Extracted data entries:

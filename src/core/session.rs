//=========================================================================
// Session
//=========================================================================
//
// Explicit context for one play session: the live simulation handle, the
// game loop, the input source, and the host-side settings.
//
// Architecture:
// ```text
//   UI / platform ──SessionCommand──> inbox ──process_commands()──┐
//                                                                 ↓
//   scheduler ──on_frame(token, t)──> Session ──> GameLoop ──> SimulationHandle
//                                        │
//                                        └─ AD_ANNOUNCEMENT ──> EventChannel
// ```
//
// Phases:
// ```text
//   Intro ──Start──> Playing ──Pause / Escape / focus loss──> Paused
//                      ↑                                        │
//                      └──────────── Resume / Restart ──────────┘
//
//   Restart fails ──> Failed (terminal: only Quit and host-only settings)
// ```
//
// Every phase change is announced for assistive devices on the same
// channel the simulation's own cues travel on. Master volume changes
// travel there too, as `MASTER_VOLUME`.
//
//=========================================================================

//=== External Dependencies ===============================================

use std::time::Instant;

use crossbeam_channel::{Receiver, TryRecvError};
use log::{debug, error, info, warn};

//=== Internal Dependencies ===============================================

use crate::config::GameSettings;
use crate::core::events::GameEvent;
use crate::core::input::InputSource;
use crate::core::pacer::{FrameScheduler, FrameStats, FrameToken, GameLoop, PerfReport, TickOutcome};
use crate::core::simulation::{HandleState, SimulationExports, SimulationHandle};
use crate::core::sync::SceneSync;
use crate::error::SimulationError;

//=== Constants ===========================================================

/// Commands drained per `process_commands` call.
const MAX_COMMANDS_PER_FRAME: usize = 64;

//=== SessionPhase ========================================================

#[derive(Debug, Clone, Copy, PartialEq, Eq)]
pub enum SessionPhase {
    /// Loaded, waiting for the player to start.
    Intro,
    Playing,
    /// Pause menu open; the loop is stopped.
    Paused,
    /// A restart failed and no instance is live.
    Failed,
}

//=== SessionCommand ======================================================

/// Requests from the UI and the platform.
#[derive(Debug, Clone, PartialEq)]
pub enum SessionCommand {
    Start,
    Pause,
    Resume,
    Restart,
    SetLeftRightSensitivity(u8),
    SetUpDownSensitivity(u8),
    SetMasterVolume(f32),
    SetPerfStatistics(bool),
    /// Window or tab visibility changed.
    VisibilityChanged(bool),
    Quit,
}

//=== SessionControl ======================================================

#[derive(Debug, Clone, Copy, PartialEq, Eq)]
pub enum SessionControl {
    Continue,
    Exit,
}

//=== Session =============================================================

pub struct Session<M: SimulationExports, I: InputSource> {
    handle: SimulationHandle<M>,
    game_loop: GameLoop,
    input: I,
    settings: GameSettings,
    phase: SessionPhase,
    level_started: bool,
    inbox: Receiver<SessionCommand>,
    frame_stats: FrameStats,
    last_perf_report: Option<PerfReport>,
}

impl<M: SimulationExports, I: InputSource> Session<M, I> {
    //--- Construction -----------------------------------------------------
    //
    // Takes a freshly created handle, pushes the host's sensitivities into
    // it, and initializes the level. The starting master volume is raised
    // for audio listeners.
    //
    /// # Panics
    ///
    /// Panics unless `handle` is `Created`.
    pub fn new(
        mut handle: SimulationHandle<M>,
        game_loop: GameLoop,
        input: I,
        settings: GameSettings,
        inbox: Receiver<SessionCommand>,
    ) -> Result<Self, SimulationError> {
        assert_eq!(
            handle.state(),
            HandleState::Created,
            "a session takes a created, uninitialized simulation handle"
        );

        push_settings(&mut handle, &settings)?;
        handle.initialize()?;

        let mut session = Self {
            handle,
            game_loop,
            input,
            settings,
            phase: SessionPhase::Intro,
            level_started: false,
            inbox,
            frame_stats: FrameStats::new(),
            last_perf_report: None,
        };
        session.emit_master_volume();
        session.announce("Loading complete");
        Ok(session)
    }

    //=====================================================================
    // Commands
    //=====================================================================

    /// Drains pending commands, bounded per call.
    ///
    /// Returns `Exit` on `Quit` or when every sender is gone.
    pub fn process_commands<S: FrameScheduler>(
        &mut self,
        now_ms: f64,
        scheduler: &mut S,
    ) -> Result<SessionControl, SimulationError> {
        let mut drained = 0;

        while drained < MAX_COMMANDS_PER_FRAME {
            match self.inbox.try_recv() {
                Ok(command) => {
                    drained += 1;
                    if self.handle_command(command, now_ms, scheduler)? == SessionControl::Exit {
                        return Ok(SessionControl::Exit);
                    }
                }
                Err(TryRecvError::Disconnected) => return Ok(SessionControl::Exit),
                Err(TryRecvError::Empty) => break,
            }
        }

        if drained >= MAX_COMMANDS_PER_FRAME {
            warn!(target: "session", "Command backlog: drained {} commands this frame", drained);
        }

        Ok(SessionControl::Continue)
    }

    //--- handle_command() -------------------------------------------------
    pub fn handle_command<S: FrameScheduler>(
        &mut self,
        command: SessionCommand,
        now_ms: f64,
        scheduler: &mut S,
    ) -> Result<SessionControl, SimulationError> {
        debug!(target: "session", "Command {:?} in {:?}", command, self.phase);

        match command {
            SessionCommand::Start => self.start(now_ms, scheduler),
            SessionCommand::Pause => self.pause(scheduler),
            SessionCommand::Resume => self.resume(now_ms, scheduler),
            SessionCommand::Restart => self.restart(now_ms, scheduler)?,
            SessionCommand::SetLeftRightSensitivity(value) => {
                if self.phase != SessionPhase::Failed {
                    self.handle.set_left_right_look_sensitivity(u32::from(value))?;
                }
                self.settings.left_right_look_sensitivity = value;
            }
            SessionCommand::SetUpDownSensitivity(value) => {
                if self.phase != SessionPhase::Failed {
                    self.handle.set_up_down_look_sensitivity(u32::from(value))?;
                }
                self.settings.up_down_look_sensitivity = value;
            }
            SessionCommand::SetMasterVolume(volume) => {
                self.settings.set_master_volume(volume);
                info!(target: "session", "Master volume {:.2}", self.settings.master_volume);
                self.emit_master_volume();
            }
            SessionCommand::SetPerfStatistics(enabled) => {
                self.settings.perf_statistics_enabled = enabled;
                self.frame_stats.reset();
                info!(target: "session", "Performance statistics {}", if enabled { "shown" } else { "hidden" });
            }
            SessionCommand::VisibilityChanged(visible) => {
                if !visible && self.level_started {
                    self.pause(scheduler);
                }
            }
            SessionCommand::Quit => return Ok(SessionControl::Exit),
        }

        Ok(SessionControl::Continue)
    }

    //=====================================================================
    // Flows
    //=====================================================================

    /// Leaves the intro and starts the loop.
    pub fn start<S: FrameScheduler>(&mut self, now_ms: f64, scheduler: &mut S) {
        if self.phase != SessionPhase::Intro {
            debug!(target: "session", "Start ignored in {:?}", self.phase);
            return;
        }
        self.start_gameplay(now_ms, scheduler);
        self.level_started = true;
    }

    /// Stops the loop and opens the pause menu. Only while playing.
    pub fn pause<S: FrameScheduler>(&mut self, scheduler: &mut S) {
        if self.phase != SessionPhase::Playing {
            return;
        }
        self.stop_gameplay(scheduler);
        self.enter_pause();
    }

    pub fn resume<S: FrameScheduler>(&mut self, now_ms: f64, scheduler: &mut S) {
        if self.phase != SessionPhase::Paused {
            debug!(target: "session", "Resume ignored in {:?}", self.phase);
            return;
        }
        self.start_gameplay(now_ms, scheduler);
    }

    /// Replaces the instance with a fresh one and plays from the start.
    ///
    /// Host settings are pushed into the new instance before it is
    /// initialized. On failure no instance is left live and the session
    /// moves to `Failed`, where gameplay can no longer be started.
    pub fn restart<S: FrameScheduler>(&mut self, now_ms: f64, scheduler: &mut S) -> Result<(), SimulationError> {
        if matches!(self.phase, SessionPhase::Intro | SessionPhase::Failed) {
            debug!(target: "session", "Restart ignored in {:?}", self.phase);
            return Ok(());
        }
        if self.game_loop.is_running() {
            self.stop_gameplay(scheduler);
        }
        self.phase = SessionPhase::Paused;

        let settings = &self.settings;
        if let Err(err) = self.handle.reset_with(|fresh| push_settings(fresh, settings)) {
            error!(target: "session", "Restart failed: {}", err);
            self.phase = SessionPhase::Failed;
            return Err(err);
        }
        self.game_loop.reset_pacer();
        self.announce("Game reset");

        self.start_gameplay(now_ms, scheduler);
        Ok(())
    }

    //=====================================================================
    // Frames
    //=====================================================================

    /// Runs one delivered frame. A pause requested from input during the
    /// frame moves the session to `Paused`.
    pub fn on_frame<Y: SceneSync, S: FrameScheduler>(
        &mut self,
        token: FrameToken,
        timestamp_ms: f64,
        sync: &mut Y,
        scheduler: &mut S,
    ) -> Result<Option<TickOutcome>, SimulationError> {
        let started = Instant::now();
        let outcome = self.game_loop.on_frame(
            token,
            timestamp_ms,
            &mut self.handle,
            &mut self.input,
            sync,
            scheduler,
        )?;

        if let Some(tick) = outcome {
            if self.settings.perf_statistics_enabled {
                self.record_perf(timestamp_ms, started, tick.steps);
            }
            if tick.paused {
                self.announce("Gameplay stopped");
                self.enter_pause();
            }
        }
        Ok(outcome)
    }

    fn record_perf(&mut self, timestamp_ms: f64, started: Instant, steps: u32) {
        if let Some(report) = self.frame_stats.record(timestamp_ms, started.elapsed(), steps) {
            info!(
                target: "perf",
                "{:.1} fps, {:.2} ms/frame (max {:.2}), {:.2} steps/frame",
                report.fps,
                report.mean_frame_ms,
                report.max_frame_ms,
                report.steps_per_frame
            );
            self.last_perf_report = Some(report);
        }
    }

    //=====================================================================
    // Announcements
    //=====================================================================

    fn emit_master_volume(&mut self) {
        let volume = self.settings.master_volume;
        self.handle.events_mut().emit_event(&GameEvent::MasterVolume(volume));
    }

    /// Emits `message` as an `AD_ANNOUNCEMENT`.
    pub fn announce(&mut self, message: &str) {
        info!(target: "session", "{}", message);
        self.handle
            .events_mut()
            .emit_event(&GameEvent::Announcement(message.to_owned()));
    }

    //--- Query API --------------------------------------------------------

    pub fn phase(&self) -> SessionPhase {
        self.phase
    }

    pub fn level_started(&self) -> bool {
        self.level_started
    }

    pub fn settings(&self) -> &GameSettings {
        &self.settings
    }

    /// Most recent perf summary, while statistics are enabled.
    pub fn last_perf_report(&self) -> Option<PerfReport> {
        self.last_perf_report
    }

    pub fn handle(&self) -> &SimulationHandle<M> {
        &self.handle
    }

    pub fn handle_mut(&mut self) -> &mut SimulationHandle<M> {
        &mut self.handle
    }

    pub fn input_mut(&mut self) -> &mut I {
        &mut self.input
    }

    pub fn game_loop(&self) -> &GameLoop {
        &self.game_loop
    }

    //--- Internal Helpers -------------------------------------------------

    fn start_gameplay<S: FrameScheduler>(&mut self, now_ms: f64, scheduler: &mut S) {
        self.frame_stats.reset();
        self.announce("Gameplay started");
        self.game_loop.start(now_ms, scheduler);
        self.phase = SessionPhase::Playing;
    }

    fn stop_gameplay<S: FrameScheduler>(&mut self, scheduler: &mut S) {
        self.game_loop.stop(scheduler);
        self.announce("Gameplay stopped");
    }

    fn enter_pause(&mut self) {
        self.phase = SessionPhase::Paused;
        self.announce("Pause menu opened");
    }
}

/// Pushes the sensitivities into a created or initialized instance.
fn push_settings<M: SimulationExports>(
    handle: &mut SimulationHandle<M>,
    settings: &GameSettings,
) -> Result<(), SimulationError> {
    handle.set_left_right_look_sensitivity(u32::from(settings.left_right_look_sensitivity))?;
    handle.set_up_down_look_sensitivity(u32::from(settings.up_down_look_sensitivity))
}

//=========================================================================
// Unit Tests
//=========================================================================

> _EXERCISE DETAILS_
Indicate how many lines in the records above include the word "TryRecvError", giving no other content.

> _RESULT_
3